Researchers from Fudan University, Ohio State University, and Pennsylvania State University, Meta AI, have developed TravelPlanner, an AI benchmark to evaluate agents’ planning skills in realistic scenarios. It challenges AI agents to plan multi-day travel itineraries, highlighting limitations in current AI models. TravelPlanner aims to advance AI planning capabilities and bridge the gap between theoretical…
MeetKai, an influential player in conversational AI, introduced Functionary, an open-source language model for function calling. In contrast to larger models like GPT-4, Functionary offers faster, more cost-effective inference with high accuracy. It seamlessly integrates with OpenAI’s platform and aligns with MeetKai’s vision for the metaverse, inviting developers to shape the future of applied generative…
LMMs have widely expanded using CLIP for vision encoding and LLMs for multi-modality reasoning. Scaling up CLIP is crucial, leading to the EVA-CLIP-18B model with 18B parameters. It achieves remarkable zero-shot top-1 accuracy on 27 benchmarks and demonstrates effectiveness in various image tasks, underlining progress in open-source AI models. [50 words]
Graph Neural Networks (GNNs) leverage graph structures to perform inference on complex data, addressing the limitations of traditional ML algorithms. Google’s TensorFlow GNN 1.0 (TF-GNN) library integrates with TensorFlow, enabling scalable training of GNNs on heterogeneous graphs. It supports supervised and unsupervised training, subgraph sampling, and flexible model building for diverse tasks.
Vision Language Models (VLMs) leverage Large Language Models’ strength to comprehend visual data, demonstrating capability in visual question answering and optical character recognition. A study by Tsinghua University and Zhipu AI introduces Chain of Manipulations (CoM) to enable VLMs for visual reasoning, leading to competitive performance on various benchmarks and highlighting potential for accelerated VLM…
DeepSeekMath, developed by DeepSeek-AI, Tsinghua University, and Peking University, revolutionizes mathematical reasoning using large language models. With a dataset of over 120 billion tokens of math-related content and innovative training using Group Relative Policy Optimization, it achieves a top-1 accuracy of 51.7% on the MATH benchmark, setting a new standard for AI-driven mathematics.
State-space models (SSMs) are being explored as an alternative to Transformer networks in AI research.
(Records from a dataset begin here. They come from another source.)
use actix_web::middleware::NormalizePath;
use actix_web::web::Data;
use actix_web::{App, HttpServer, Responder, get};
use dotenvy::dotenv;
use std::sync::Arc;

mod api;
mod config;
mod docs;
mod error;
mod model;
mod report;
mod routes;
mod service;
mod store;

use config::Config;
use service::{AttendanceService, DepartmentService, EmployeeService};
use store::RecordStore;

use crate::docs::ApiDoc;
use tracing::info;
use tracing_appender::rolling;
use utoipa::OpenApi;
use utoipa_swagger_ui::SwaggerUi;

#[get("/")]
async fn index() -> impl Responder {
    "TeamCore API"
}

#[actix_web::main]
async fn main() -> anyhow::Result<()> {
    dotenv().ok();

    let config = Config::from_env()?;

    // Rolling daily log
    let file_appender = rolling::daily("logs", "app.log");
    let (non_blocking, _guard) = tracing_appender::non_blocking(file_appender);

    tracing_subscriber::fmt()
        .with_writer(non_blocking)
        .with_max_level(tracing::Level::DEBUG)
        .with_ansi(false)
        .with_target(false)
        .with_level(true)
        .with_thread_ids(false)
        .with_thread_names(false)
        .pretty()
        .init();

    info!("Server starting...");

    let store = Arc::new(RecordStore::from_config(&config)?);
    let employees = EmployeeService::new(store.clone());
    let departments = DepartmentService::new(store.clone());
    let attendance = AttendanceService::new(store);

    let server_addr = config.server_addr.clone();
    let config_data = config.clone();

    HttpServer::new(move || {
        App::new()
            .wrap(actix_web::middleware::Logger::default())
            .wrap(NormalizePath::trim())
            .service(
                SwaggerUi::new("/swagger-ui/{_:.*}")
                    .url("/api-doc/openapi.json", ApiDoc::openapi()),
            )
            .app_data(Data::new(employees.clone()))
            .app_data(Data::new(departments.clone()))
            .app_data(Data::new(attendance.clone()))
            .app_data(Data::new(config.clone()))
            .service(index)
            .configure(|cfg| routes::configure(cfg, config_data.clone()))
    })
    .bind(server_addr)?
    .run()
    .await?;

    Ok(())
}
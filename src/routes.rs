use crate::{
    api::{attendance, department, employee, report},
    config::Config,
};
use actix_governor::{
    Governor, GovernorConfigBuilder, PeerIpKeyExtractor, governor::middleware::NoOpMiddleware,
};
use actix_web::web;
use std::sync::Arc;

pub fn configure(cfg: &mut web::ServiceConfig, config: Config) {
    // Helper to build per-route limiter
    fn build_limiter(requests_per_min: u32) -> Governor<PeerIpKeyExtractor, NoOpMiddleware> {
        let per_ms = if requests_per_min == 0 {
            1
        } else {
            60_000 / requests_per_min as u64
        };
        let cfg = GovernorConfigBuilder::default()
            .per_millisecond(per_ms)
            .burst_size(requests_per_min)
            .key_extractor(PeerIpKeyExtractor)
            .finish()
            .unwrap();
        Governor::new(&cfg)
    }

    let api_limiter = Arc::new(build_limiter(config.rate_api_per_min));
    let clock_limiter = Arc::new(build_limiter(config.rate_clock_per_min));

    cfg.service(
        web::scope(&config.api_prefix)
            .wrap(api_limiter)
            .service(
                web::scope("/employees")
                    // /employees
                    .service(
                        web::resource("")
                            .route(web::get().to(employee::list_employees))
                            .route(web::post().to(employee::create_employee)),
                    )
                    // /employees/{id}
                    .service(
                        web::resource("/{id}")
                            .route(web::get().to(employee::get_employee))
                            .route(web::put().to(employee::update_employee))
                            .route(web::delete().to(employee::delete_employee)),
                    ),
            )
            .service(
                web::scope("/departments")
                    .service(
                        web::resource("")
                            .route(web::get().to(department::list_departments))
                            .route(web::post().to(department::create_department)),
                    )
                    .service(
                        web::resource("/{id}")
                            .route(web::get().to(department::get_department))
                            .route(web::put().to(department::update_department))
                            .route(web::delete().to(department::delete_department)),
                    ),
            )
            .service(
                web::scope("/attendance")
                    .service(
                        web::resource("")
                            .route(web::get().to(attendance::list_attendance))
                            .route(web::post().to(attendance::create_attendance_record)),
                    )
                    // Clock endpoints get their own, tighter limit
                    .service(
                        web::resource("/check-in")
                            .wrap(clock_limiter.clone())
                            .route(web::post().to(attendance::check_in)),
                    )
                    .service(
                        web::resource("/check-out")
                            .wrap(clock_limiter.clone())
                            .route(web::post().to(attendance::check_out)),
                    )
                    .service(web::resource("/today").route(web::get().to(attendance::today)))
                    .service(web::resource("/calendar").route(web::get().to(attendance::calendar)))
                    .service(
                        web::resource("/{id}")
                            .route(web::get().to(attendance::get_attendance_record))
                            .route(web::delete().to(attendance::delete_attendance_record)),
                    ),
            )
            .service(
                web::scope("/reports")
                    .service(web::resource("/overview").route(web::get().to(report::overview)))
                    .service(
                        web::resource("/departments").route(web::get().to(report::departments)),
                    )
                    .service(
                        web::resource("/attendance")
                            .route(web::get().to(report::attendance_trend)),
                    ),
            ),
    );
}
SSMs aim to address computational inefficiencies in Transformer networks and have led to the proposal of MambaFormer, a hybrid model combining SSMs and Transformer attention blocks. MambaFormer demonstrates superior in-context learning capabilities, offering new potential for AI advancement.
Large Language Models, like GPT-3, have revolutionized Natural Language Processing by scaling to billions of parameters and incorporating extensive datasets. Researchers have also introduced Speech Language Models directly trained on speech, leading to the development of SPIRIT-LM. This multimodal language model seamlessly integrates text and speech, demonstrating potential impacts on various applications.